I think the jury is still out on a lot of these concepts.

So if someone is eating a low carb diet (not ketogenic) and has nuts and berries in their diet, that person could be adding to their liver glycogen stores. So if the individual never runs out of liver glycogen due to being "fat adapted" will there be a stress response? Why would there be a stress response if there is still glycogen in the liver? I don't think the body would need to break down muscle for fuel if the individual eats enough nuts/berries to keep some amount of glycogen in his liver at all times. I think it has been scientifically established that ketosis increases stress hormones.
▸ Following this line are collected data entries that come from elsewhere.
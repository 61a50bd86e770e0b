//! Compact-TLV historical characters (category indicator 0x00 or 0x80)

use crate::encoding::ByteWriter;
use crate::error::{AtrError, ParseError, Result};
use crate::tlv::{
    CardCapabilities, CardServiceData, CountryCode, DataObject, DataObjectEntry,
    InitialAccessData, IssuerId, StatusIndicator, TAG_APPLICATION_IDENTIFIER,
    TAG_CARD_CAPABILITIES, TAG_CARD_ISSUER_DATA, TAG_CARD_SERVICE_DATA, TAG_COUNTRY_CODE,
    TAG_INITIAL_ACCESS_DATA, TAG_ISSUER_ID, TAG_PRE_ISSUING_DATA, TAG_STATUS_INDICATOR,
};
use tracing::warn;

/// Category indicator: status indicator appended after the TLV objects
pub const CATEGORY_STATUS_APPENDED: u8 = 0x00;
/// Category indicator: status indicator, if any, is a TLV object
pub const CATEGORY_STATUS_IN_TLV: u8 = 0x80;

/// Decoded compact-TLV structure with one registry slot per tag 0x40..=0x4F
#[derive(Debug, Clone, PartialEq, Eq)]
#[cfg_attr(feature = "serde", derive(serde::Serialize, serde::Deserialize))]
pub struct CompactTlv {
    entries: Vec<DataObjectEntry>,
}

impl Default for CompactTlv {
    fn default() -> Self {
        CompactTlv {
            entries: (0x40..=0x4F).map(DataObjectEntry::empty).collect(),
        }
    }
}

impl CompactTlv {
    /// Empty structure; encodes as the single category byte 0x80
    pub fn new() -> Self {
        CompactTlv::default()
    }

    /// Decode historical characters starting with category 0x00 or 0x80
    ///
    /// Errors carry the offset into the historical characters.
    pub fn decode(bytes: &[u8]) -> std::result::Result<Self, ParseError> {
        let Some(&category) = bytes.first() else {
            return Err(ParseError::new("Missing category indicator", 0));
        };

        let mut tlv = CompactTlv::new();
        let end = match category {
            CATEGORY_STATUS_IN_TLV => bytes.len(),
            CATEGORY_STATUS_APPENDED => {
                if bytes.len() < 4 {
                    return Err(ParseError::new(
                        "Category 0x00 needs a 3-byte status indicator at the end",
                        bytes.len(),
                    ));
                }
                bytes.len() - 3
            }
            other => {
                return Err(ParseError::new(
                    format!("Category 0x{:02X} is not compact-TLV", other),
                    0,
                ))
            }
        };

        let mut index = 1;
        while index < end {
            let header = bytes[index];
            if header == 0x00 {
                index += 1;
                continue;
            }

            let tag = 0x40 | (header >> 4);
            let len = (header & 0x0F) as usize;
            let start = index + 1;
            if start + len > end {
                return Err(ParseError::new(
                    format!(
                        "Data object 0x{:02X} claims {} bytes, {} left",
                        tag,
                        len,
                        end - start
                    ),
                    index,
                ));
            }
            if tag == TAG_STATUS_INDICATOR && category == CATEGORY_STATUS_APPENDED {
                return Err(ParseError::new(
                    "Status indicator object under category 0x00",
                    index,
                ));
            }

            let entry = tlv.slot_mut(tag);
            if entry.object().is_some() || entry.data_error().is_some() {
                warn!(tag, "duplicate compact-TLV data object, keeping the later one");
            }
            entry.load(&bytes[start..start + len]);
            index = start + len;
        }

        if category == CATEGORY_STATUS_APPENDED {
            let status = StatusIndicator::decode_appended([bytes[end], bytes[end + 1], bytes[end + 2]]);
            tlv.slot_mut(TAG_STATUS_INDICATOR)
                .set(Some(DataObject::StatusIndicator(status)));
        }

        Ok(tlv)
    }

    /// Encode in ascending tag order
    ///
    /// The category is 0x00 only when a status indicator applies and is not
    /// carried in the TLV objects.
    pub fn encode(&self) -> Result<Vec<u8>> {
        let appended = self
            .status_indicator()
            .filter(|status| !status.included_in_tlv)
            .copied();

        let mut writer = ByteWriter::new();
        writer.write_u8(match appended {
            Some(_) => CATEGORY_STATUS_APPENDED,
            None => CATEGORY_STATUS_IN_TLV,
        });

        for entry in &self.entries {
            if matches!(
                entry.object(),
                Some(DataObject::StatusIndicator(status)) if !status.included_in_tlv
            ) {
                continue;
            }
            let Some(value) = entry.value()? else {
                continue;
            };
            writer.write_u8((entry.tag() & 0x0F) << 4 | value.len() as u8);
            writer.write_bytes(&value);
        }

        if let Some(status) = appended {
            writer.write_bytes(&status.appended_bytes());
        }
        Ok(writer.into_bytes())
    }

    fn slot(&self, tag: u8) -> Option<&DataObjectEntry> {
        if !(0x40..=0x4F).contains(&tag) {
            return None;
        }
        self.entries.get((tag & 0x0F) as usize)
    }

    fn slot_mut(&mut self, tag: u8) -> &mut DataObjectEntry {
        &mut self.entries[(tag & 0x0F) as usize]
    }

    /// Registry slot for a tag, `None` outside 0x40..=0x4F
    pub fn entry(&self, tag: u8) -> Option<&DataObjectEntry> {
        self.slot(tag)
    }

    /// All 16 slots in tag order
    pub fn entries(&self) -> &[DataObjectEntry] {
        &self.entries
    }

    /// Objects that decoded successfully, in tag order
    pub fn objects(&self) -> impl Iterator<Item = &DataObject> {
        self.entries.iter().filter_map(DataObjectEntry::object)
    }

    pub fn object(&self, tag: u8) -> Option<&DataObject> {
        self.slot(tag).and_then(DataObjectEntry::object)
    }

    /// Store an object in its tag's slot, validating that it encodes
    pub fn set(&mut self, object: DataObject) -> Result<()> {
        object.encode()?;
        let tag = object.tag();
        self.slot_mut(tag).set(Some(object));
        Ok(())
    }

    /// Make a tag not applicable, also clearing any data error
    pub fn remove(&mut self, tag: u8) -> Result<()> {
        if !(0x40..=0x4F).contains(&tag) {
            return Err(AtrError::invalid_parameter(format!(
                "0x{:02X} is not a compact-TLV tag",
                tag
            )));
        }
        self.slot_mut(tag).set(None);
        Ok(())
    }

    pub fn country_code(&self) -> Option<&CountryCode> {
        match self.object(TAG_COUNTRY_CODE)? {
            DataObject::CountryCode(country) => Some(country),
            _ => None,
        }
    }

    pub fn issuer_id(&self) -> Option<&IssuerId> {
        match self.object(TAG_ISSUER_ID)? {
            DataObject::IssuerId(issuer) => Some(issuer),
            _ => None,
        }
    }

    pub fn card_service_data(&self) -> Option<&CardServiceData> {
        match self.object(TAG_CARD_SERVICE_DATA)? {
            DataObject::CardServiceData(service) => Some(service),
            _ => None,
        }
    }

    pub fn initial_access_data(&self) -> Option<&InitialAccessData> {
        match self.object(TAG_INITIAL_ACCESS_DATA)? {
            DataObject::InitialAccessData(access) => Some(access),
            _ => None,
        }
    }

    pub fn card_issuer_data(&self) -> Option<&[u8]> {
        match self.object(TAG_CARD_ISSUER_DATA)? {
            DataObject::CardIssuerData(data) => Some(data.as_slice()),
            _ => None,
        }
    }

    pub fn pre_issuing_data(&self) -> Option<&[u8]> {
        match self.object(TAG_PRE_ISSUING_DATA)? {
            DataObject::PreIssuingData(data) => Some(data.as_slice()),
            _ => None,
        }
    }

    pub fn card_capabilities(&self) -> Option<&CardCapabilities> {
        match self.object(TAG_CARD_CAPABILITIES)? {
            DataObject::CardCapabilities(capabilities) => Some(capabilities),
            _ => None,
        }
    }

    pub fn status_indicator(&self) -> Option<&StatusIndicator> {
        match self.object(TAG_STATUS_INDICATOR)? {
            DataObject::StatusIndicator(status) => Some(status),
            _ => None,
        }
    }

    pub fn application_identifier(&self) -> Option<&[u8]> {
        match self.object(TAG_APPLICATION_IDENTIFIER)? {
            DataObject::ApplicationIdentifier(aid) => Some(aid.as_slice()),
            _ => None,
        }
    }

    /// Whether the status indicator travels as a TLV object
    ///
    /// True when no status indicator applies, matching category 0x80.
    pub fn status_included_in_tlv(&self) -> bool {
        self.status_indicator()
            .map_or(true, |status| status.included_in_tlv)
    }

    /// Move the status indicator between the TLV objects and the trailing bytes
    pub fn set_status_included_in_tlv(&mut self, included: bool) -> Result<()> {
        let Some(status) = self.status_indicator().copied() else {
            if included {
                return Ok(());
            }
            return Err(AtrError::invalid_operation(
                "No status indicator to place after the TLV objects",
            ));
        };

        self.set(DataObject::StatusIndicator(StatusIndicator {
            included_in_tlv: included,
            ..status
        }))
    }
}

#[cfg(test)]
mod tests {
    use super::*;
    use crate::tlv::{FileIoServicesMethod, Interpreted};

    #[test]
    fn test_card_service_data_only() {
        let tlv = CompactTlv::decode(&[0x80, 0x31, 0x08]).unwrap();
        let service = tlv.card_service_data().unwrap();
        assert_eq!(service.file_io_method, FileIoServicesMethod::ReadBinary);
        assert!(tlv.status_indicator().is_none());
        assert!(tlv.status_included_in_tlv());
        assert_eq!(tlv.encode().unwrap(), vec![0x80, 0x31, 0x08]);
    }

    #[test]
    fn test_padding_skipped() {
        let tlv = CompactTlv::decode(&[0x80, 0x00, 0x31, 0x08, 0x00]).unwrap();
        assert!(tlv.card_service_data().is_some());
        assert_eq!(tlv.objects().count(), 1);
    }

    #[test]
    fn test_appended_status() {
        let bytes = [0x00, 0x31, 0x08, 0x07, 0x90, 0x00];
        let tlv = CompactTlv::decode(&bytes).unwrap();
        let status = tlv.status_indicator().unwrap();
        assert_eq!(status.life_cycle_status, Some(0x07));
        assert_eq!(status.status_word, Some(0x9000));
        assert!(!status.included_in_tlv);
        assert_eq!(tlv.encode().unwrap(), bytes.to_vec());
    }

    #[test]
    fn test_move_status_into_tlv() -> Result<()> {
        let mut tlv = CompactTlv::decode(&[0x00, 0x31, 0x08, 0x07, 0x90, 0x00]).unwrap();
        tlv.set_status_included_in_tlv(true)?;
        assert_eq!(
            tlv.encode()?,
            vec![0x80, 0x31, 0x08, 0x83, 0x07, 0x90, 0x00]
        );

        tlv.set_status_included_in_tlv(false)?;
        assert_eq!(tlv.encode()?, vec![0x00, 0x31, 0x08, 0x07, 0x90, 0x00]);
        Ok(())
    }

    #[test]
    fn test_partial_status_appended_with_defaults() -> Result<()> {
        let mut tlv = CompactTlv::new();
        tlv.set(DataObject::StatusIndicator(StatusIndicator {
            life_cycle_status: Some(0x0F),
            status_word: None,
            included_in_tlv: false,
        }))?;
        assert_eq!(tlv.encode()?, vec![0x00, 0x0F, 0x90, 0x00]);
        Ok(())
    }

    #[test]
    fn test_no_status_cannot_be_appended() {
        let mut tlv = CompactTlv::new();
        assert!(tlv.set_status_included_in_tlv(true).is_ok());
        assert!(matches!(
            tlv.set_status_included_in_tlv(false),
            Err(AtrError::InvalidOperation(_))
        ));
        assert_eq!(tlv.encode().unwrap(), vec![0x80]);
    }

    #[test]
    fn test_short_appended_status_fails() {
        let err = CompactTlv::decode(&[0x00, 0x90, 0x00]).unwrap_err();
        assert_eq!(err.byte_index, 3);
    }

    #[test]
    fn test_status_object_under_category_00_fails() {
        let err = CompactTlv::decode(&[0x00, 0x81, 0x07, 0x07, 0x90, 0x00]).unwrap_err();
        assert_eq!(err.byte_index, 1);
    }

    #[test]
    fn test_truncated_object_fails() {
        let err = CompactTlv::decode(&[0x80, 0x33, 0x08]).unwrap_err();
        assert_eq!(err.byte_index, 1);
    }

    #[test]
    fn test_bad_object_is_data_error() {
        let tlv = CompactTlv::decode(&[0x80, 0x32, 0x08, 0x09, 0x47, 0x1]).unwrap_err();
        assert_eq!(tlv.byte_index, 4);

        let tlv = CompactTlv::decode(&[0x80, 0x32, 0x08, 0x09, 0x71, 0x80]).unwrap();
        let entry = tlv.entry(TAG_CARD_SERVICE_DATA).unwrap();
        assert!(!entry.is_applicable());
        assert!(entry.data_error().is_some());
        assert!(tlv.card_capabilities().is_some());
        assert_eq!(
            tlv.encode().unwrap(),
            vec![0x80, 0x32, 0x08, 0x09, 0x71, 0x80]
        );

        let mut tlv = tlv;
        tlv.remove(TAG_CARD_SERVICE_DATA).unwrap();
        assert_eq!(tlv.encode().unwrap(), vec![0x80, 0x71, 0x80]);
    }

    #[test]
    fn test_edit_keeps_unrelated_objects_byte_exact() -> Result<()> {
        let service = DataObject::CardServiceData(CardServiceData {
            selection_by_full_df_name: false,
            selection_by_partial_df_name: false,
            data_objects_in_ef_dir: false,
            data_objects_in_ef_atr: false,
            file_io_method: FileIoServicesMethod::ReadBinary,
            card_without_mf: false,
        });

        for initial_access in [[0x61, 0x20], [0x00, 0x20], [0x9F, 0x20]] {
            let bytes = [0x80, 0x42, initial_access[0], initial_access[1]];
            let mut tlv = CompactTlv::decode(&bytes).unwrap();
            assert!(tlv.entry(TAG_INITIAL_ACCESS_DATA).unwrap().data_error().is_some());

            tlv.set(service.clone())?;
            assert_eq!(
                tlv.encode()?,
                vec![0x80, 0x31, 0x08, 0x42, initial_access[0], initial_access[1]]
            );
        }

        let mut tlv = CompactTlv::decode(&[0x80, 0x21, 0xFF]).unwrap();
        assert!(tlv.issuer_id().is_none());
        tlv.set(service)?;
        assert_eq!(tlv.encode()?, vec![0x80, 0x21, 0xFF, 0x31, 0x08]);
        Ok(())
    }

    #[test]
    fn test_duplicate_tag_later_wins() {
        let tlv = CompactTlv::decode(&[0x80, 0x31, 0x08, 0x31, 0x80]).unwrap();
        assert!(tlv.card_service_data().unwrap().selection_by_full_df_name);
    }

    #[test]
    fn test_ascending_tag_order() -> Result<()> {
        let mut tlv = CompactTlv::new();
        tlv.set(DataObject::CardCapabilities(CardCapabilities::new(0x80)))?;
        tlv.set(DataObject::CardServiceData(CardServiceData {
            selection_by_full_df_name: false,
            selection_by_partial_df_name: false,
            data_objects_in_ef_dir: false,
            data_objects_in_ef_atr: false,
            file_io_method: FileIoServicesMethod::ReadBinary,
            card_without_mf: false,
        }))?;
        assert_eq!(tlv.encode()?, vec![0x80, 0x31, 0x08, 0x71, 0x80]);

        tlv.remove(TAG_CARD_SERVICE_DATA)?;
        assert_eq!(tlv.encode()?, vec![0x80, 0x71, 0x80]);
        Ok(())
    }

    #[test]
    fn test_wrong_category() {
        assert!(CompactTlv::decode(&[0x10, 0x00]).is_err());
        assert!(CompactTlv::decode(&[]).is_err());
    }
}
But eating low carb with just enough carbs to prevent liver glycogen from being depleted but not enough carbs to fully top of the liver glycogen may not produce stress response like a keto diet would?

If a person eating low carb eats plenty of soluble fiber then, depending on the makeup of the person's gut microbiome, the person may be producing and absorbing a good amount of propionate and butyrate. These fuels can be used by some cells that can't use regular FFA. So maybe this could prevent the stress response from happening too?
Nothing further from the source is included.